- What you have to do
Read through the listing and copy every line that contains the word "LookupResult".

═══ Supplied material

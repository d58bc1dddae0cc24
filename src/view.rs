use std::fmt;

use chrono::NaiveDate;
use parking_lot::RwLock;
use strum_macros::Display;

use crate::image::Image;

pub const LOADING_TITLE: &str = "Retrieving NASA's image...";
pub const LOADING_MESSAGE: &str = "Loading cosmic data from NASA...";
pub const NO_IMAGE_MESSAGE: &str = "No image available for this date";

const WRAP_WIDTH: usize = 78;

#[derive(Display, Debug, Copy, Clone, PartialEq, Eq)]
pub enum Phase {
    #[strum(serialize = "idle")]
    Idle,
    #[strum(serialize = "loading")]
    Loading,
    #[strum(serialize = "displaying")]
    Displaying,
    #[strum(serialize = "no image")]
    NoImage,
    #[strum(serialize = "failed")]
    Failed,
}

/// Everything that ends up on screen for the current query
#[derive(Debug, Clone, PartialEq, Eq)]
pub struct ViewState {
    pub phase: Phase,
    pub generation: u64,
    pub query: Option<NaiveDate>,
    pub title: String,
    pub explanation: Option<String>,
    pub image: Option<Image>,
    /// Shown in place of the image while loading, on errors and when there is nothing to show
    pub placeholder: Option<String>,
    pub input_error: bool,
}

impl Default for ViewState {
    fn default() -> Self {
        Self {
            phase: Phase::Idle,
            generation: 0,
            query: None,
            title: String::new(),
            explanation: None,
            image: None,
            placeholder: None,
            input_error: false,
        }
    }
}

impl ViewState {
    fn reset_loading(&mut self, date: NaiveDate) {
        self.phase = Phase::Loading;
        self.query = Some(date);
        self.title = LOADING_TITLE.to_owned();
        self.explanation = None;
        self.image = None;
        self.placeholder = Some(LOADING_MESSAGE.to_owned());
        self.input_error = false;
    }

    pub fn show_text(&mut self, title: String, explanation: Option<String>) {
        self.title = title;
        if explanation.is_some() {
            self.explanation = explanation;
        }
    }

    pub fn display(&mut self, image: Image) {
        self.phase = Phase::Displaying;
        self.placeholder = None;
        self.image = Some(image);
    }

    pub fn no_image(&mut self) {
        self.phase = Phase::NoImage;
        self.image = None;
        self.placeholder = Some(NO_IMAGE_MESSAGE.to_owned());
    }

    /// Title and explanation stay, only the image area turns into the error
    pub fn fail(&mut self, message: &str) {
        self.phase = Phase::Failed;
        self.image = None;
        self.placeholder = Some(message.to_owned());
    }

    pub fn is_settled(&self) -> bool {
        matches!(
            self.phase,
            Phase::Displaying | Phase::NoImage | Phase::Failed
        )
    }
}

impl fmt::Display for ViewState {
    fn fmt(&self, f: &mut fmt::Formatter<'_>) -> fmt::Result {
        if let Some(date) = self.query {
            writeln!(f, "[{}] {}", date.format("%Y-%m-%d"), self.phase)?;
        }
        if !self.title.is_empty() {
            writeln!(f, "{}", self.title)?;
            writeln!(f, "{}", "=".repeat(self.title.chars().count()))?;
        }
        if let Some(image) = &self.image {
            writeln!(f, "{} ({}x{})", image.url, image.width, image.height)?;
        }
        if let Some(placeholder) = &self.placeholder {
            writeln!(f, "~ {} ~", placeholder)?;
        }
        if let Some(explanation) = &self.explanation {
            writeln!(f)?;
            writeln!(f, "{}", textwrap::fill(explanation, WRAP_WIDTH))?;
        }
        Ok(())
    }
}

/// Handle for one submitted query. Commits made with a ticket from an
/// older submission are dropped
#[derive(Debug, Clone, Copy, PartialEq, Eq)]
pub struct Ticket(u64);

/// The single owner of the display state. Lookups never touch the state
/// directly, they go through [`View::begin`] and [`View::commit`]
#[derive(Debug, Default)]
pub struct View {
    state: RwLock<ViewState>,
}

impl View {
    pub fn new() -> Self {
        Self::default()
    }

    /// Moves the view into loading for a new query and supersedes whatever
    /// query was in flight before
    pub fn begin(&self, date: NaiveDate) -> Ticket {
        let mut state = self.state.write();
        state.generation += 1;
        state.reset_loading(date);
        Ticket(state.generation)
    }

    /// Applies `update` only if `ticket` still belongs to the latest query and
    /// returns the resulting state
    pub fn commit<F: FnOnce(&mut ViewState)>(&self, ticket: Ticket, update: F) -> Option<ViewState> {
        let mut state = self.state.write();
        if state.generation != ticket.0 {
            return None;
        }
        update(&mut state);
        Some(state.clone())
    }

    /// Flags the date input without touching the rest of the display
    pub fn reject_input(&self) {
        self.state.write().input_error = true;
    }

    pub fn snapshot(&self) -> ViewState {
        self.state.read().clone()
    }
}

#[cfg(test)]
mod tests {
    use super::*;

    fn day(d: u32) -> NaiveDate {
        NaiveDate::from_ymd_opt(2024, 1, d).unwrap()
    }

    #[test]
    fn begin_resets_previous_result() {
        let view = View::new();
        let ticket = view.begin(day(1));
        view.commit(ticket, |state| {
            state.show_text("T".to_owned(), Some("E".to_owned()));
            state.no_image();
        })
        .unwrap();
        view.begin(day(2));
        let state = view.snapshot();
        assert_eq!(state.phase, Phase::Loading);
        assert_eq!(state.title, LOADING_TITLE);
        assert_eq!(state.explanation, None);
        assert_eq!(state.placeholder.as_deref(), Some(LOADING_MESSAGE));
        assert_eq!(state.query, Some(day(2)));
    }

    #[test]
    fn stale_tickets_cannot_commit() {
        let view = View::new();
        let first = view.begin(day(1));
        let second = view.begin(day(2));
        assert_ne!(first, second);
        assert!(view.commit(first, |state| state.fail("late")).is_none());
        assert_eq!(view.snapshot().phase, Phase::Loading);
        let committed = view.commit(second, ViewState::no_image).unwrap();
        assert_eq!(committed.phase, Phase::NoImage);
    }

    #[test]
    fn rejecting_input_keeps_phase() {
        let view = View::new();
        view.reject_input();
        let state = view.snapshot();
        assert_eq!(state.phase, Phase::Idle);
        assert!(state.input_error);
        view.begin(day(1));
        assert!(!view.snapshot().input_error);
    }

    #[test]
    fn failure_keeps_text() {
        let view = View::new();
        let ticket = view.begin(day(1));
        let state = view
            .commit(ticket, |state| {
                state.show_text("T".to_owned(), Some("E".to_owned()));
                state.fail("Failed to load the image");
            })
            .unwrap();
        assert_eq!(state.title, "T");
        assert_eq!(state.explanation.as_deref(), Some("E"));
        assert!(state.is_settled());
    }

    #[test]
    fn renders_for_the_terminal() {
        let view = View::new();
        let ticket = view.begin(day(1));
        let state = view
            .commit(ticket, |state| {
                state.show_text("Comet".to_owned(), Some("A comet.".to_owned()));
                state.display(Image {
                    url: "http://img".to_owned(),
                    alt: "Comet".to_owned(),
                    width: 640,
                    height: 480,
                });
            })
            .unwrap();
        assert_eq!(
            state.to_string(),
            "[2024-01-01] displaying\nComet\n=====\nhttp://img (640x480)\n\nA comet.\n"
        );
    }
}
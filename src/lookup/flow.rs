use std::sync::Arc;

use log::{error, info, warn};
use parking_lot::Mutex;
use tokio::task::JoinHandle;

use crate::config::ClientConfig;
use crate::image::{HttpImageLoader, ImageLoader};
use crate::models::{today, LookupResult, Query};
use crate::request::build_client;
use crate::view::{Ticket, View, ViewState};

use super::{ApodClient, ApodSource, KeyRelay, LookupError, RelayClient};

/// Drives one date from the picker all the way to the screen:
/// relay → APOD → image preload → view
#[derive(Clone)]
pub struct LookupFlow {
    relay: Arc<dyn KeyRelay>,
    apod: Arc<dyn ApodSource>,
    images: Arc<dyn ImageLoader>,
    view: Arc<View>,
    in_flight: Arc<Mutex<Option<JoinHandle<()>>>>,
}

impl LookupFlow {
    pub fn from_config(config: &ClientConfig) -> anyhow::Result<Self> {
        let client = build_client(&config.user_agent)?;
        Ok(Self::new(
            Arc::new(RelayClient::new(client.clone(), &config.relay_url)?),
            Arc::new(ApodClient::new(client.clone(), config.apod_api_url.clone())),
            Arc::new(HttpImageLoader::new(client)),
            Arc::new(View::new()),
        ))
    }

    pub fn new(
        relay: Arc<dyn KeyRelay>,
        apod: Arc<dyn ApodSource>,
        images: Arc<dyn ImageLoader>,
        view: Arc<View>,
    ) -> Self {
        Self {
            relay,
            apod,
            images,
            view,
            in_flight: Arc::new(Mutex::new(None)),
        }
    }

    pub fn view(&self) -> &Arc<View> {
        &self.view
    }

    /// Runs a lookup for raw user input.
    ///
    /// Input errors are returned without any network traffic and only flag the
    /// input. Every other failure settles the view in [`crate::view::Phase::Failed`].
    /// Returns the settled state, or `None` if a newer submission took over
    /// before this one finished
    pub async fn submit(&self, input: &str) -> Result<Option<ViewState>, LookupError> {
        self.submit_on(input, today()).await
    }

    pub(crate) async fn submit_on(
        &self,
        input: &str,
        today: chrono::NaiveDate,
    ) -> Result<Option<ViewState>, LookupError> {
        let query = self.check_input(input, today)?;
        Ok(self.run(query).await)
    }

    /// Spawns the submission as its own task, aborting the one started by the
    /// previous call. Input errors are reported straight away and leave the
    /// running lookup alone. `on_settled` runs only if this submission is
    /// still the latest when it settles
    pub fn spawn<F>(&self, input: String, on_settled: F)
    where
        F: FnOnce(Result<ViewState, LookupError>) + Send + 'static,
    {
        self.spawn_on(input, today(), on_settled)
    }

    pub(crate) fn spawn_on<F>(&self, input: String, today: chrono::NaiveDate, on_settled: F)
    where
        F: FnOnce(Result<ViewState, LookupError>) + Send + 'static,
    {
        let query = match self.check_input(&input, today) {
            Ok(query) => query,
            Err(err) => return on_settled(Err(err)),
        };
        let mut in_flight = self.in_flight.lock();
        if let Some(previous) = in_flight.take() {
            previous.abort();
        }
        let flow = self.clone();
        let handle = tokio::spawn(async move {
            if let Some(state) = flow.run(query).await {
                on_settled(Ok(state));
            }
        });
        *in_flight = Some(handle);
    }

    /// Waits for the latest spawned submission, if any
    pub async fn settle(&self) {
        let handle = self.in_flight.lock().take();
        if let Some(handle) = handle {
            if let Err(err) = handle.await {
                if !err.is_cancelled() {
                    error!("Lookup task crashed: {}", err);
                }
            }
        }
    }

    fn check_input(&self, input: &str, today: chrono::NaiveDate) -> Result<Query, LookupError> {
        Query::parse(input, today).map_err(|err| {
            warn!("Rejected date input {:?}: {}", input, err);
            self.view.reject_input();
            err
        })
    }

    async fn run(&self, query: Query) -> Option<ViewState> {
        let ticket = self.view.begin(query.date());
        info!("Looking up APOD for {}", query);
        let result = match self.lookup(&query).await {
            Ok(result) => result,
            Err(err) => {
                error!("NASA API Error: {}", err);
                LookupResult::from(&err)
            }
        };
        self.present(ticket, result).await
    }

    async fn lookup(&self, query: &Query) -> Result<LookupResult, LookupError> {
        let api_key = self.relay.api_key().await?;
        let payload = self.apod.fetch(&api_key, query).await?;
        Ok(payload.classify())
    }

    async fn present(&self, ticket: Ticket, result: LookupResult) -> Option<ViewState> {
        match result {
            LookupResult::Image {
                url,
                title,
                explanation,
            } => {
                let alt = title.clone();
                self.view
                    .commit(ticket, |state| state.show_text(title, explanation))?;
                match self.images.preload(&url, &alt).await {
                    Ok(image) => self.view.commit(ticket, |state| state.display(image)),
                    Err(err) => {
                        error!("{}", err);
                        let message = err.user_message();
                        self.view.commit(ticket, |state| state.fail(message))
                    }
                }
            }
            LookupResult::NoImage { title, explanation } => self.view.commit(ticket, |state| {
                state.show_text(title, explanation);
                state.no_image();
            }),
            LookupResult::Error { message } => {
                self.view.commit(ticket, |state| state.fail(&message))
            }
        }
    }
}
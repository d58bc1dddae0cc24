use async_trait::async_trait;
use chrono::NaiveDate;
use reqwest::StatusCode;
use thiserror::Error;

pub use apod::ApodClient;
pub use flow::LookupFlow;
pub use relay::RelayClient;

use crate::models::{ApodPayload, Query};
use crate::request::HttpError;

mod apod;
pub mod flow;
mod relay;

pub const GENERIC_FAILURE: &str = "Failed to retrieve data. Please try again.";
pub const IMAGE_FAILURE: &str = "Failed to load the image";

#[derive(Error, Debug)]
pub enum LookupError {
    #[error("Please pick a date first")]
    EmptyInput,
    #[error("{0:?} is not a date in YYYY-MM-DD format")]
    InvalidDate(String),
    #[error("{0} is in the future")]
    FutureDate(NaiveDate),
    #[error("Could not reach the key relay")]
    RelayUnreachable(#[source] HttpError),
    #[error("Key relay answered with {0}")]
    RelayRejected(StatusCode),
    #[error("APOD answered with {0}")]
    UpstreamHttp(StatusCode),
    #[error("Could not reach APOD")]
    UpstreamNetwork(#[source] reqwest::Error),
    #[error("APOD returned an unexpected body")]
    MalformedPayload(#[source] HttpError),
    #[error("Failed to load image from {url}: {reason}")]
    ImageDecode { url: String, reason: String },
}

impl LookupError {
    /// Input errors never leave the date picker, everything else ends the lookup
    pub fn is_input_error(&self) -> bool {
        matches!(
            self,
            LookupError::EmptyInput | LookupError::InvalidDate(_) | LookupError::FutureDate(_)
        )
    }

    /// What the user gets to see. The details only go to the logs
    pub fn user_message(&self) -> &'static str {
        match self {
            LookupError::ImageDecode { .. } => IMAGE_FAILURE,
            _ => GENERIC_FAILURE,
        }
    }
}

/// Hands out the api key needed to talk to NASA
#[async_trait]
pub trait KeyRelay: Send + Sync {
    async fn api_key(&self) -> Result<String, LookupError>;
}

/// Source of astronomy picture entries
#[async_trait]
pub trait ApodSource: Send + Sync {
    async fn fetch(&self, api_key: &str, query: &Query) -> Result<ApodPayload, LookupError>;
}
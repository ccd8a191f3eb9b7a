//! Room actor command types.

use tokio::sync::oneshot;

use crate::game::{
    Card, DealOverrides, EngineResult, PassOutcome, PlayOutcome, PlayerId, RoundStart, RoundView,
    Seat,
};

/// Commands a room actor consumes. Every request carries a oneshot sender
/// that the actor answers on; a dropped receiver just discards the reply.
#[derive(Debug)]
pub enum RoomCommand {
    /// Deal a fresh round, replacing whatever the room held.
    Initialize {
        identities: Vec<PlayerId>,
        overrides: DealOverrides,
        reply: oneshot::Sender<EngineResult<RoundStart>>,
    },

    /// Play cards for a seat.
    Play {
        seat: Seat,
        cards: Vec<Card>,
        reply: oneshot::Sender<EngineResult<PlayOutcome>>,
    },

    /// Pass the turn for a seat.
    Pass {
        seat: Seat,
        reply: oneshot::Sender<EngineResult<PassOutcome>>,
    },

    /// Snapshot the round for a seat, or for a spectator when `None`.
    View {
        seat: Option<Seat>,
        reply: oneshot::Sender<EngineResult<RoundView>>,
    },

    /// Stop the actor. Stored round state stays behind in the store.
    Close { reply: oneshot::Sender<()> },
}
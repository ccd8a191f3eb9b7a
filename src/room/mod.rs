//! Room runtime: one single-writer actor per room.
//!
//! This module implements:
//! - RoomActor: async actor owning all mutations of one room
//! - RoomManager: registry spawning and tracking room actors
//! - Message-based communication over tokio channels
//! - Room configuration and lifecycle management
//!
//! ## Architecture
//!
//! Every open room runs in its own tokio task consuming an mpsc inbox, so
//! commands for a room apply strictly one at a time no matter how many
//! connections race to mutate it. The manager owns the handle registry and
//! offers request/reply wrappers over the raw command channel.
//!
//! ## Example
//!
//! ```ignore
//! use std::sync::Arc;
//! use tien_len::room::{RoomConfig, RoomManager};
//! use tien_len::store::MemoryStore;
//! use tien_len::DealOverrides;
//!
//! #[tokio::main]
//! async fn main() {
//!     let manager = RoomManager::new(Arc::new(MemoryStore::new()));
//!     manager.open_room("room-1", RoomConfig::default()).await?;
//!
//!     let players = vec!["a".into(), "b".into(), "c".into(), "d".into()];
//!     let start = manager
//!         .initialize("room-1", players, DealOverrides::default())
//!         .await?;
//!     println!("{} opens the round", start.lowest_dealt);
//! }
//! ```

pub mod actor;
pub mod config;
pub mod manager;
pub mod messages;

pub use actor::{RoomActor, RoomHandle};
pub use config::{ConfigError, RoomConfig};
pub use manager::{RoomError, RoomManager};
pub use messages::RoomCommand;
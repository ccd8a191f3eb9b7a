use serde::{Deserialize, Serialize};
use std::{fmt, str::FromStr};

use thiserror::Error;

use super::cards::Card;

/// Recognized playable combinations. Runs extend past the king through the
/// ace and the two, so K-A-2 is a run while A-2-3 is not.
#[derive(Clone, Copy, Debug, Deserialize, Eq, Hash, PartialEq, Serialize)]
#[serde(rename_all = "snake_case")]
pub enum Combination {
    Single,
    Pair,
    Triple,
    RunOfSingles,
    RunOfPairs,
    RunOfTriples,
    FourOfAKind,
}

impl Combination {
    /// Stable name used on the wire and in the store.
    pub fn name(self) -> &'static str {
        match self {
            Self::Single => "single",
            Self::Pair => "pair",
            Self::Triple => "triple",
            Self::RunOfSingles => "run_of_singles",
            Self::RunOfPairs => "run_of_pairs",
            Self::RunOfTriples => "run_of_triples",
            Self::FourOfAKind => "four_of_a_kind",
        }
    }

    pub fn from_name(name: &str) -> Option<Self> {
        match name {
            "single" => Some(Self::Single),
            "pair" => Some(Self::Pair),
            "triple" => Some(Self::Triple),
            "run_of_singles" => Some(Self::RunOfSingles),
            "run_of_pairs" => Some(Self::RunOfPairs),
            "run_of_triples" => Some(Self::RunOfTriples),
            "four_of_a_kind" => Some(Self::FourOfAKind),
            _ => None,
        }
    }
}

impl fmt::Display for Combination {
    fn fmt(&self, f: &mut fmt::Formatter) -> fmt::Result {
        write!(f, "{}", self.name())
    }
}

#[derive(Clone, Debug, Error, Eq, PartialEq)]
#[error("not a combination name: {0:?}")]
pub struct ParseCombinationError(pub String);

impl FromStr for Combination {
    type Err = ParseCombinationError;

    fn from_str(s: &str) -> Result<Self, Self::Err> {
        Self::from_name(s).ok_or_else(|| ParseCombinationError(s.to_string()))
    }
}

/// Classifies a card set, `None` meaning no recognized combination. The
/// result is a property of the set; input order never matters.
///
/// Four cards are only ever four of a kind. A 4-card straight such as
/// 3-4-5-6 is deliberately not recognized; longer and shorter straights
/// are.
pub fn classify(cards: &[Card]) -> Option<Combination> {
    match cards.len() {
        0 => None,
        1 => Some(Combination::Single),
        2 => same_rank(cards).then_some(Combination::Pair),
        3 => {
            if same_rank(cards) {
                Some(Combination::Triple)
            } else if run_unit(cards) == Some(1) {
                Some(Combination::RunOfSingles)
            } else {
                None
            }
        }
        4 => same_rank(cards).then_some(Combination::FourOfAKind),
        _ => match run_unit(cards) {
            Some(1) => Some(Combination::RunOfSingles),
            Some(2) => Some(Combination::RunOfPairs),
            Some(3) => Some(Combination::RunOfTriples),
            _ => None,
        },
    }
}

fn same_rank(cards: &[Card]) -> bool {
    cards.iter().all(|card| card.rank() == cards[0].rank())
}

/// Unit size of a run decomposition: 1 for a run of singles, 2 for pairs,
/// 3 for triples. `None` when the cards do not decompose into consecutive
/// same-ranked groups of one fixed size.
///
/// If a valid decomposition exists, every rank present appears exactly
/// `unit` times, so counting the lowest rank's multiplicity finds it.
fn run_unit(cards: &[Card]) -> Option<usize> {
    let mut orders: Vec<u8> = cards.iter().map(|card| card.rank().run_order()).collect();
    orders.sort_unstable();

    let lowest = orders[0];
    let unit = orders.iter().take_while(|&&order| order == lowest).count();
    if unit > 3 || orders.len() % unit != 0 {
        return None;
    }

    for (i, &order) in orders.iter().enumerate() {
        if order != lowest + (i / unit) as u8 {
            return None;
        }
    }
    Some(unit)
}
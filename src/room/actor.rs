//! Room actor with a single-writer command loop.

use tokio::sync::mpsc;

use super::manager::RoomError;
use super::messages::RoomCommand;
use crate::game::{GameEngine, RoomId};
use crate::store::GameStore;

const MAILBOX_CAPACITY: usize = 100;

/// Cheap cloneable handle for sending commands to a room actor.
#[derive(Clone, Debug)]
pub struct RoomHandle {
    sender: mpsc::Sender<RoomCommand>,
    room_id: RoomId,
}

impl RoomHandle {
    pub fn new(sender: mpsc::Sender<RoomCommand>, room_id: RoomId) -> Self {
        Self { sender, room_id }
    }

    #[must_use]
    pub fn room_id(&self) -> &str {
        &self.room_id
    }

    /// Queue a command for the room.
    pub async fn send(&self, command: RoomCommand) -> Result<(), RoomError> {
        self.sender
            .send(command)
            .await
            .map_err(|_| RoomError::Closed(self.room_id.clone()))
    }
}

/// Actor owning all mutations of one room. Commands are handled strictly
/// one at a time in arrival order, so a move's reads and writes can never
/// interleave with another caller's.
pub struct RoomActor<S> {
    room_id: RoomId,
    engine: GameEngine<S>,
    inbox: mpsc::Receiver<RoomCommand>,
}

impl<S: GameStore> RoomActor<S> {
    /// Create an actor and the handle that feeds it.
    pub fn new(room_id: RoomId, engine: GameEngine<S>) -> (Self, RoomHandle) {
        let (sender, inbox) = mpsc::channel(MAILBOX_CAPACITY);
        let handle = RoomHandle::new(sender, room_id.clone());
        let actor = Self {
            room_id,
            engine,
            inbox,
        };
        (actor, handle)
    }

    /// Run the command loop until every handle is dropped or a close
    /// command arrives.
    pub async fn run(mut self) {
        log::info!("room {}: actor started", self.room_id);

        while let Some(command) = self.inbox.recv().await {
            if !self.handle_command(command).await {
                break;
            }
        }

        log::info!("room {}: actor stopped", self.room_id);
    }

    /// Handle one command; returns `false` when the actor should stop.
    async fn handle_command(&mut self, command: RoomCommand) -> bool {
        match command {
            RoomCommand::Initialize {
                identities,
                overrides,
                reply,
            } => {
                let result = self
                    .engine
                    .initialize(&self.room_id, &identities, overrides)
                    .await;
                let _ = reply.send(result);
            }

            RoomCommand::Play { seat, cards, reply } => {
                let result = self.engine.play_cards(&self.room_id, seat, &cards).await;
                let _ = reply.send(result);
            }

            RoomCommand::Pass { seat, reply } => {
                let result = self.engine.pass_turn(&self.room_id, seat).await;
                let _ = reply.send(result);
            }

            RoomCommand::View { seat, reply } => {
                let result = self.engine.view_for(&self.room_id, seat).await;
                let _ = reply.send(result);
            }

            RoomCommand::Close { reply } => {
                let _ = reply.send(());
                return false;
            }
        }

        true
    }
}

══════

- Answer to this exercise
use crate::models::{today, LookupResult, Query};
                LookupResult::from(&err)
    async fn lookup(&self, query: &Query) -> Result<LookupResult, LookupError> {
    async fn present(&self, ticket: Ticket, result: LookupResult) -> Option<ViewState> {
            LookupResult::Image {
            LookupResult::NoImage { title, explanation } => self.view.commit(ticket, |state| {
            LookupResult::Error { message } => {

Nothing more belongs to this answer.